Вопрос 7. ОБ ОБЛАДАНИИ ИСТИНОЙ
Мне показалось, существо расхождений в нашем примере — это совсем не избитый вопрос «про Путина»: Who is? Это куда более глубокая и общая тема о восприятии истины. В типично позитивистском ключе наши «радикал-патриоты» убеждены, что таковая открывается им через «объективный» анализ наружных тенденций и политическую деятельность. Позиция «Русской линии» допускает присутствие вокруг, в т. ч. и в политической действительности, скрытых балансиров и факторов, которыми просто так лучше не пренебрегать и тем более не ломать по своей прихоти. Другими словами, «не будить лиха, пока оно тихо». И в этой умеренности, умении самого себя придержать от избыточного экстремизма А. Степанов и С. Григорьев оказываются ближе к истине, какой она познается из исторических данных и из собственного житейского опыта.
«Что есть истина?» — скептически вопрошал еще Понтий Пилат, и на это Христос не рассказал ему ни о каких «мегатрендах», а молчаливо указал на Себя Самого. Позже Лютер поспорит с Эразмом Роттердамским, который однажды скажет: «Истина хороша не всегда и не для каждого». Родоначальник же Реформации с юношеским пылом, достойным лучшего применения, станет ему возражать: «Скорей небеса падут на землю, чем я утаю хоть одну толику от истины». Каждый из них считал истину своим достоянием, и лишь как распорядиться ею — вот в чем состоял предмет спора.
Любопытно, подумалось мне, как может разрешаться данный спор в православной традиции? И в одном из жизнеописаний отыскался прямой и однозначный ответ. «Не заблуждайся, — говорил один греческий старец, — не вовремя и не по адресу высказанная истина не есть благо». Вот так-то. Над «истиной-фактом» стоит еще «истина-благо» как высшая целесообразность, и вне ее всякое знание, всякий факт, даже самый безупречный и выверенный с точки зрения формальностей, утрачивает свою «объективность» и смысл.
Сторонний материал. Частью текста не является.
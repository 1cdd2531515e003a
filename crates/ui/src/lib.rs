#![forbid(unsafe_code)]

pub mod vm;

pub use vm::{ExamScreen, Notice, NoticeKind, map_exam_screen};
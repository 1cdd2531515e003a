//! Per-question selection state.
//!
//! A capture is created when a question is shown and dropped when the next one
//! loads. It knows nothing about rendering; callers read `is_selected` to
//! highlight choices.

use std::collections::BTreeSet;

use thiserror::Error;

use crate::model::{CanonicalAnswer, OptionId, Question, QuestionKind};

#[derive(Debug, Error, Clone, PartialEq, Eq)]
#[non_exhaustive]
pub enum CaptureError {
    #[error("option {id} does not exist (question has {available} choices)")]
    UnknownOption { id: OptionId, available: usize },

    #[error("answer already submitted for this question")]
    Locked,
}

#[derive(Debug, Clone, PartialEq, Eq)]
pub struct AnswerCapture {
    kind: QuestionKind,
    values: Vec<String>,
    selected: BTreeSet<OptionId>,
    locked: bool,
}

impl AnswerCapture {
    #[must_use]
    pub fn new(question: &Question) -> Self {
        Self {
            kind: question.kind(),
            values: question
                .choices()
                .iter()
                .map(|choice| choice.value().to_owned())
                .collect(),
            selected: BTreeSet::new(),
            locked: false,
        }
    }

    /// Apply one selection event.
    ///
    /// Single and judge questions replace the selection; multiple-choice
    /// questions flip membership of the option.
    ///
    /// # Errors
    ///
    /// Returns `CaptureError::Locked` after submission and
    /// `CaptureError::UnknownOption` for ids outside the choice list.
    pub fn select(&mut self, id: OptionId) -> Result<(), CaptureError> {
        if self.locked {
            return Err(CaptureError::Locked);
        }
        if id.index() >= self.values.len() {
            return Err(CaptureError::UnknownOption {
                id,
                available: self.values.len(),
            });
        }

        if self.kind.is_exclusive() {
            self.selected.clear();
            self.selected.insert(id);
        } else if !self.selected.remove(&id) {
            self.selected.insert(id);
        }
        Ok(())
    }

    #[must_use]
    pub fn is_selected(&self, id: OptionId) -> bool {
        self.selected.contains(&id)
    }

    /// Submit is allowed iff something is selected.
    #[must_use]
    pub fn is_answerable(&self) -> bool {
        !self.selected.is_empty()
    }

    /// Canonical encoding of the current selection, `None` when empty.
    #[must_use]
    pub fn canonical_answer(&self) -> Option<CanonicalAnswer> {
        if !self.is_answerable() {
            return None;
        }
        Some(CanonicalAnswer::from_values(
            self.selected
                .iter()
                .map(|id| self.values[id.index()].as_str()),
        ))
    }

    pub fn lock(&mut self) {
        self.locked = true;
    }

    #[must_use]
    pub fn is_locked(&self) -> bool {
        self.locked
    }
}

#[cfg(test)]
mod tests {
    use super::*;
    use crate::model::{JUDGE_FALSE_LABEL, QuestionDraft};

    fn question(kind: &str, options: &[&str], answer: &str) -> Question {
        QuestionDraft {
            id: 1,
            kind: kind.to_owned(),
            prompt: "Q".to_owned(),
            options: options.iter().map(|o| (*o).to_owned()).collect(),
            correct_answer: answer.to_owned(),
            max_score: 5.0,
            explanation: String::new(),
        }
        .validate()
        .unwrap()
    }

    #[test]
    fn multiple_choice_is_order_independent() {
        let q = question("multiple", &["A..", "B..", "C.."], "AC");

        let mut first = AnswerCapture::new(&q);
        first.select(OptionId::new(2)).unwrap();
        first.select(OptionId::new(0)).unwrap();

        let mut second = AnswerCapture::new(&q);
        second.select(OptionId::new(0)).unwrap();
        second.select(OptionId::new(2)).unwrap();

        assert_eq!(first.canonical_answer(), second.canonical_answer());
        assert_eq!(first.canonical_answer().unwrap(), *q.correct_answer());
    }

    #[test]
    fn multiple_choice_toggles() {
        let q = question("multiple", &["A..", "B.."], "A");
        let mut capture = AnswerCapture::new(&q);
        capture.select(OptionId::new(1)).unwrap();
        capture.select(OptionId::new(1)).unwrap();
        assert!(!capture.is_answerable());
        assert_eq!(capture.canonical_answer(), None);
    }

    #[test]
    fn single_choice_is_exclusive() {
        let q = question("single", &["A. Paris", "B. Lyon"], "A");
        let mut capture = AnswerCapture::new(&q);
        capture.select(OptionId::new(1)).unwrap();
        capture.select(OptionId::new(0)).unwrap();
        assert!(capture.is_selected(OptionId::new(0)));
        assert!(!capture.is_selected(OptionId::new(1)));
        assert_eq!(capture.canonical_answer().unwrap().as_str(), "A");

        capture.select(OptionId::new(0)).unwrap();
        assert!(capture.is_answerable());
    }

    #[test]
    fn judge_encodes_fixed_label() {
        let q = question("judge", &[], "F");
        let mut capture = AnswerCapture::new(&q);
        capture.select(OptionId::new(0)).unwrap();
        capture.select(OptionId::new(1)).unwrap();
        assert_eq!(capture.canonical_answer().unwrap().as_str(), JUDGE_FALSE_LABEL);
    }

    #[test]
    fn rejects_unknown_option_and_locked_selection() {
        let q = question("judge", &[], "T");
        let mut capture = AnswerCapture::new(&q);
        let err = capture.select(OptionId::new(2)).unwrap_err();
        assert_eq!(
            err,
            CaptureError::UnknownOption {
                id: OptionId::new(2),
                available: 2
            }
        );

        capture.select(OptionId::new(0)).unwrap();
        capture.lock();
        assert_eq!(capture.select(OptionId::new(1)), Err(CaptureError::Locked));
        assert!(capture.is_selected(OptionId::new(0)));
    }
}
В сущности, все различие между мирской и православной позицией, в т. ч. и по отношению к общественно-политическим вопросам, объясняется этим. Те по привычке гоняются за разного рода «объективными» целями — славой, деньгами, властью, прогрессом техники и экономики, правами и свободами, лучшим и справедливым общественным строем… Нас же во всех ситуациях обязано привлекать и воодушевлять благо, причем не какое-то абстрактное, а благо конкретной души, выраженное ко всему прочему в ненасильственной форме, а в той, в которой его будут согласны принять. Такая политическая программа, согласимся, очень доступна и реалистична. Она не меняется в зависимости от перемен сиюминутной политической конъюнктуры и находит пути к эффективному действию при всяких условиях, даже в гонениях и застенках.
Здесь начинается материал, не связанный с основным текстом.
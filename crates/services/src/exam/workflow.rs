use std::sync::Arc;

use crate::config::ExamConfig;
use crate::document::{
    DocumentParser, DocumentStats, DocumentUpload, HttpDocumentParser, ParseResponse,
};
use crate::exam::{ExamCommand, ExamEffect, ExamSession, GradingTicket, SessionError};
use crate::grading::{Grader, GradingAdapter, HttpGrader};

/// Drives a session against its collaborators.
///
/// The session stays synchronous; this service performs the calls its effects
/// ask for and feeds the outcomes back with the matching ticket.
#[derive(Clone)]
pub struct ExamLoopService {
    parser: Arc<dyn DocumentParser>,
    grading: GradingAdapter,
}

impl ExamLoopService {
    #[must_use]
    pub fn new(parser: Arc<dyn DocumentParser>, grader: Arc<dyn Grader>) -> Self {
        Self {
            parser,
            grading: GradingAdapter::new(grader),
        }
    }

    /// HTTP parser and grader sharing one client.
    ///
    /// # Errors
    ///
    /// Returns `reqwest::Error` if the client cannot be built.
    pub fn from_config(config: &ExamConfig) -> Result<Self, reqwest::Error> {
        let client = config.http_client()?;
        Ok(Self::new(
            Arc::new(HttpDocumentParser::new(client.clone(), config)),
            Arc::new(HttpGrader::new(client, config)),
        ))
    }

    /// Upload a document and keep its questions on the session.
    ///
    /// # Errors
    ///
    /// Returns `SessionError::DocumentName` without calling the parser when the
    /// file is not a Word document, and `ParseFailed` when parsing fails.
    pub async fn load_document(
        &self,
        session: &mut ExamSession,
        file_name: &str,
        bytes: Vec<u8>,
    ) -> Result<DocumentStats, SessionError> {
        let (ticket, name) = session.begin_upload(file_name)?;
        let upload = DocumentUpload::new(name, bytes);
        let outcome = self
            .parser
            .parse(&upload)
            .await
            .and_then(ParseResponse::into_document);
        session.complete_upload(ticket, outcome)
    }

    /// Apply a command and carry out any grading request it produces.
    ///
    /// # Errors
    ///
    /// Returns the command's error, or `GradingUnavailable` when the grader
    /// fails; the session then waits in AwaitingGrading for a retry.
    pub async fn dispatch(
        &self,
        session: &mut ExamSession,
        command: ExamCommand,
    ) -> Result<Vec<ExamEffect>, SessionError> {
        let effects = session.dispatch(command)?;
        let mut applied = Vec::with_capacity(effects.len());
        for effect in effects {
            let follow_up = match &effect {
                ExamEffect::RequestGrading(ticket) => self.grade(session, ticket).await?,
                _ => Vec::new(),
            };
            applied.push(effect);
            applied.extend(follow_up);
        }
        Ok(applied)
    }

    /// Send one grading ticket and complete it on the session.
    ///
    /// # Errors
    ///
    /// Returns `StaleResponse` if the session moved on meanwhile and
    /// `GradingUnavailable` if grading failed.
    pub async fn grade(
        &self,
        session: &mut ExamSession,
        ticket: &GradingTicket,
    ) -> Result<Vec<ExamEffect>, SessionError> {
        let outcome = self.grading.grade(ticket).await;
        session.complete_grading(ticket.ticket(), outcome)
    }

    /// # Errors
    ///
    /// Same as `dispatch` with `ExamCommand::RetryGrading`.
    pub async fn retry_grading(
        &self,
        session: &mut ExamSession,
    ) -> Result<Vec<ExamEffect>, SessionError> {
        self.dispatch(session, ExamCommand::RetryGrading).await
    }
}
«Кто считает основной целью своей деятельности достижение какого-либо определенного внешнего результата, осуществление объективной перемены в устройстве мира, — справедливо замечает по данному поводу С. Франк в «Смысле жизни», — тот, с одной стороны, должен преувеличивать и значение своего дела, и свои собственные силы и, с другой стороны, ввиду шаткости и слепоты в течении всех земных дел, никогда не уверен в успехе и тем ставит свою жизнь в зависимость от условий, над которыми его воля не властна. Лишь тот, кто живет в вечном и задачу своей деятельности видит в возможно большем действенном обнаружении вечных сил — независимо от их внешнего успеха и объективного результата, — кто живет в сознании, выражаемом французской поговоркой: «Делай, что должно, выйдет, что возможно» — живет в душевном покое, и в своем внешнем делании не отрывается от внутреннего корня своего бытия».
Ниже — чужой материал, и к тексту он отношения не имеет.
//
// ─── TESTS ─────────────────────────────────────────────────────────────────────
//

#[cfg(test)]
mod tests {
    use super::*;

    fn draft(kind: &str, options: &[&str], answer: &str, score: f64) -> QuestionDraft {
        QuestionDraft {
            id: 1,
            kind: kind.to_owned(),
            prompt: "1. Capital of France?".to_owned(),
            options: options.iter().map(|o| (*o).to_owned()).collect(),
            correct_answer: answer.to_owned(),
            max_score: score,
            explanation: String::new(),
        }
    }

    #[test]
    fn letter_extraction_accepts_common_separators() {
        for text in ["A. Paris", "B、Lyon", "C)x", "D：y", "E", "  F text"] {
            assert!(parse_option_letter(text).is_some(), "{text}");
        }
        assert_eq!(parse_option_letter("B. Lyon").unwrap().as_char(), 'B');
    }

    #[test]
    fn letter_extraction_rejects_prose() {
        assert_eq!(parse_option_letter("Apple pie"), None);
        assert_eq!(parse_option_letter("a. lower"), None);
        assert_eq!(parse_option_letter(""), None);
        assert_eq!(parse_option_letter("1. one"), None);
    }

    #[test]
    fn single_question_validates() {
        let question = draft("single", &["A. Paris", "B. Lyon"], "A", 10.0)
            .validate()
            .unwrap();
        assert_eq!(question.kind(), QuestionKind::Single);
        assert_eq!(question.correct_answer().as_str(), "A");
        assert_eq!(question.choices()[1].value(), "B");
        assert_eq!(question.choices()[1].label(), "B. Lyon");
        assert!(question.is_correct_choice(OptionId::new(0)));
        assert!(!question.is_correct_choice(OptionId::new(1)));
        assert_eq!(question.explanation(), None);
    }

    #[test]
    fn multiple_answer_is_sorted() {
        let question = draft("multiple", &["A..", "B..", "C.."], "C, A", 5.0)
            .validate()
            .unwrap();
        assert_eq!(question.correct_answer().as_str(), "AC");
    }

    #[test]
    fn judge_answer_is_normalized() {
        let question = draft("judge", &[], "T", 5.0).validate().unwrap();
        assert_eq!(question.correct_answer().as_str(), JUDGE_TRUE_LABEL);
        assert_eq!(question.choices().len(), 2);
        assert!(question.options().is_empty());
        assert!(question.is_correct_choice(OptionId::new(0)));

        let question = draft("judge", &[], "錯誤", 5.0).validate().unwrap();
        assert_eq!(question.correct_answer().as_str(), JUDGE_FALSE_LABEL);
    }

    #[test]
    fn unknown_kind_is_rejected() {
        let err = draft("essay", &["A. x"], "A", 1.0).validate().unwrap_err();
        assert_eq!(err, MalformedQuestionError::UnknownKind("essay".into()));
    }

    #[test]
    fn negative_score_is_rejected() {
        let err = draft("single", &["A. x"], "A", -1.0).validate().unwrap_err();
        assert!(matches!(err, MalformedQuestionError::NegativeScore(_)));
    }

    #[test]
    fn answer_letter_must_exist() {
        let err = draft("single", &["A. x", "B. y"], "C", 1.0)
            .validate()
            .unwrap_err();
        assert!(
            matches!(err, MalformedQuestionError::UnknownAnswerLetter(l) if l.as_char() == 'C')
        );
    }

    #[test]
    fn single_rejects_multiple_letters() {
        let err = draft("single", &["A. x", "B. y"], "AB", 1.0)
            .validate()
            .unwrap_err();
        assert_eq!(err, MalformedQuestionError::SingleAnswerExpected { count: 2 });
    }

    #[test]
    fn choice_question_needs_labelled_options() {
        let err = draft("multiple", &[], "A", 1.0).validate().unwrap_err();
        assert_eq!(err, MalformedQuestionError::NoOptions);

        let err = draft("single", &["A. x", "maybe"], "A", 1.0)
            .validate()
            .unwrap_err();
        assert!(matches!(err, MalformedQuestionError::UnlabeledOption { position: 1, .. }));

        let err = draft("single", &["A. x", "A. y"], "A", 1.0)
            .validate()
            .unwrap_err();
        assert!(matches!(err, MalformedQuestionError::DuplicateOptionLetter(_)));
    }

    #[test]
    fn question_set_is_rejected_wholesale() {
        let good = draft("single", &["A. x"], "A", 1.0);
        let bad = draft("judge", &[], "maybe", 1.0);
        let err = validate_question_set(vec![good.clone(), bad]).unwrap_err();
        assert_eq!(err.index, 1);
        assert!(matches!(err.source, MalformedQuestionError::UnknownJudgeAnswer(_)));

        let mut unnumbered = good;
        unnumbered.id = 0;
        let set = validate_question_set(vec![unnumbered.clone(), unnumbered]).unwrap();
        assert_eq!(set[1].id(), QuestionId::new(2));
    }

    #[test]
    fn draft_reads_wire_shape() {
        let json = r#"{"id":3,"type":"judge","question":"3. Sky is blue","options":["正确","错误"],
            "answer":"正确","score":5,"explanation":"Rayleigh"}"#;
        let draft: QuestionDraft = serde_json::from_str(json).unwrap();
        let question = draft.validate().unwrap();
        assert_eq!(question.id(), QuestionId::new(3));
        assert_eq!(question.explanation(), Some("Rayleigh"));
        assert_eq!(question.to_draft().options, vec!["正确", "错误"]);
    }
}
use std::fmt;

use crate::error::DocumentNameError;

const ACCEPTED_EXTENSIONS: [&str; 2] = [".docx", ".doc"];

/// File name of a Word document, checked before any upload is attempted.
///
/// The extension check is case-sensitive: `exam.DOCX` is rejected.
#[derive(Debug, Clone, PartialEq, Eq)]
pub struct DocumentName(String);

impl DocumentName {
    /// # Errors
    ///
    /// Returns `DocumentNameError::Empty` for a blank name and
    /// `DocumentNameError::UnsupportedExtension` for anything but `.docx`/`.doc`.
    pub fn parse(raw: impl Into<String>) -> Result<Self, DocumentNameError> {
        let raw = raw.into();
        if raw.trim().is_empty() {
            return Err(DocumentNameError::Empty);
        }
        if !ACCEPTED_EXTENSIONS.iter().any(|ext| raw.ends_with(ext)) {
            return Err(DocumentNameError::UnsupportedExtension(raw));
        }
        Ok(Self(raw))
    }

    #[must_use]
    pub fn as_str(&self) -> &str {
        &self.0
    }
}

impl fmt::Display for DocumentName {
    fn fmt(&self, f: &mut fmt::Formatter<'_>) -> fmt::Result {
        f.write_str(&self.0)
    }
}

/// Raw document bytes plus the validated name they were read from.
#[derive(Debug, Clone, PartialEq, Eq)]
pub struct DocumentUpload {
    pub name: DocumentName,
    pub bytes: Vec<u8>,
}

impl DocumentUpload {
    #[must_use]
    pub fn new(name: DocumentName, bytes: Vec<u8>) -> Self {
        Self { name, bytes }
    }
}
#![forbid(unsafe_code)]

pub mod config;
pub mod document;
pub mod error;
pub mod exam;
pub mod grading;

pub use exam_core::Clock;

pub use config::ExamConfig;
pub use error::{
    ConfigError, DocumentNameError, ErrorClass, GradingError, ParserError, SessionError,
};

pub use document::{DocumentParser, DocumentStats, HttpDocumentParser, ParsedDocument};
pub use exam::{
    AnswerFeedback, ExamCommand, ExamEffect, ExamLoopService, ExamPhase, ExamProgress,
    ExamSession, GradingTicket, RequestTicket,
};
pub use grading::{Grader, GradingAdapter, HttpGrader, ReferenceGrader};
use chrono::{DateTime, TimeDelta, Utc};

#[must_use]
pub fn format_datetime(value: DateTime<Utc>) -> String {
    value.to_rfc3339()
}

/// Minutes and seconds, e.g. `3m 20s`; negative spans clamp to zero.
#[must_use]
pub fn format_elapsed(value: TimeDelta) -> String {
    let secs = value.num_seconds().max(0);
    if secs < 60 {
        format!("{secs}s")
    } else {
        format!("{}m {}s", secs / 60, secs % 60)
    }
}

/// Whole scores without a fraction, anything else to one decimal.
#[must_use]
pub fn format_score(value: f64) -> String {
    if value.fract() == 0.0 {
        format!("{value:.0}")
    } else {
        format!("{value:.1}")
    }
}

#[cfg(test)]
mod tests {
    use super::*;

    #[test]
    fn scores_drop_trailing_zero_fraction() {
        assert_eq!(format_score(10.0), "10");
        assert_eq!(format_score(7.5), "7.5");
        assert_eq!(format_score(0.0), "0");
    }

    #[test]
    fn elapsed_uses_minutes_past_a_minute() {
        assert_eq!(format_elapsed(TimeDelta::seconds(42)), "42s");
        assert_eq!(format_elapsed(TimeDelta::seconds(200)), "3m 20s");
        assert_eq!(format_elapsed(TimeDelta::seconds(-5)), "0s");
    }
}
use serde::{Deserialize, Serialize};
use std::collections::BTreeSet;
use std::fmt;

use crate::model::question::{JudgeAnswer, OptionLetter};

/// Normalized encoding of a selection, compared by exact string equality.
///
/// Multi-value answers are sorted lexicographically and concatenated without a
/// separator, so the encoding does not depend on the order choices were made.
/// The empty answer means "not answered".
#[derive(Debug, Clone, Default, PartialEq, Eq, Hash, Serialize, Deserialize)]
#[serde(transparent)]
pub struct CanonicalAnswer(String);

impl CanonicalAnswer {
    #[must_use]
    pub fn unanswered() -> Self {
        Self(String::new())
    }

    /// Encode a set of choice values.
    #[must_use]
    pub fn from_values<'a>(values: impl IntoIterator<Item = &'a str>) -> Self {
        let sorted: BTreeSet<&str> = values.into_iter().collect();
        Self(sorted.into_iter().collect())
    }

    #[must_use]
    pub fn from_letters(letters: impl IntoIterator<Item = OptionLetter>) -> Self {
        let sorted: BTreeSet<OptionLetter> = letters.into_iter().collect();
        Self(sorted.into_iter().map(OptionLetter::as_char).collect())
    }

    #[must_use]
    pub fn judge(answer: JudgeAnswer) -> Self {
        Self(answer.label().to_owned())
    }

    #[must_use]
    pub fn as_str(&self) -> &str {
        &self.0
    }

    #[must_use]
    pub fn is_empty(&self) -> bool {
        self.0.is_empty()
    }
}

impl fmt::Display for CanonicalAnswer {
    fn fmt(&self, f: &mut fmt::Formatter<'_>) -> fmt::Result {
        f.write_str(&self.0)
    }
}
А потому мы оптимистично смотрим вперед. Конечное упование мы не связываем с земным — экономическим подъемом или великодержавностью — а лишь с помощью Божьей в творении блага и не смущаемся ни от каких страхов. Ибо что может быть печальней для мира и радостней для нас, христиан, чем формула: «Молиться, пытаться бороться, несмотря ни на что, и под конец достойно уйти»!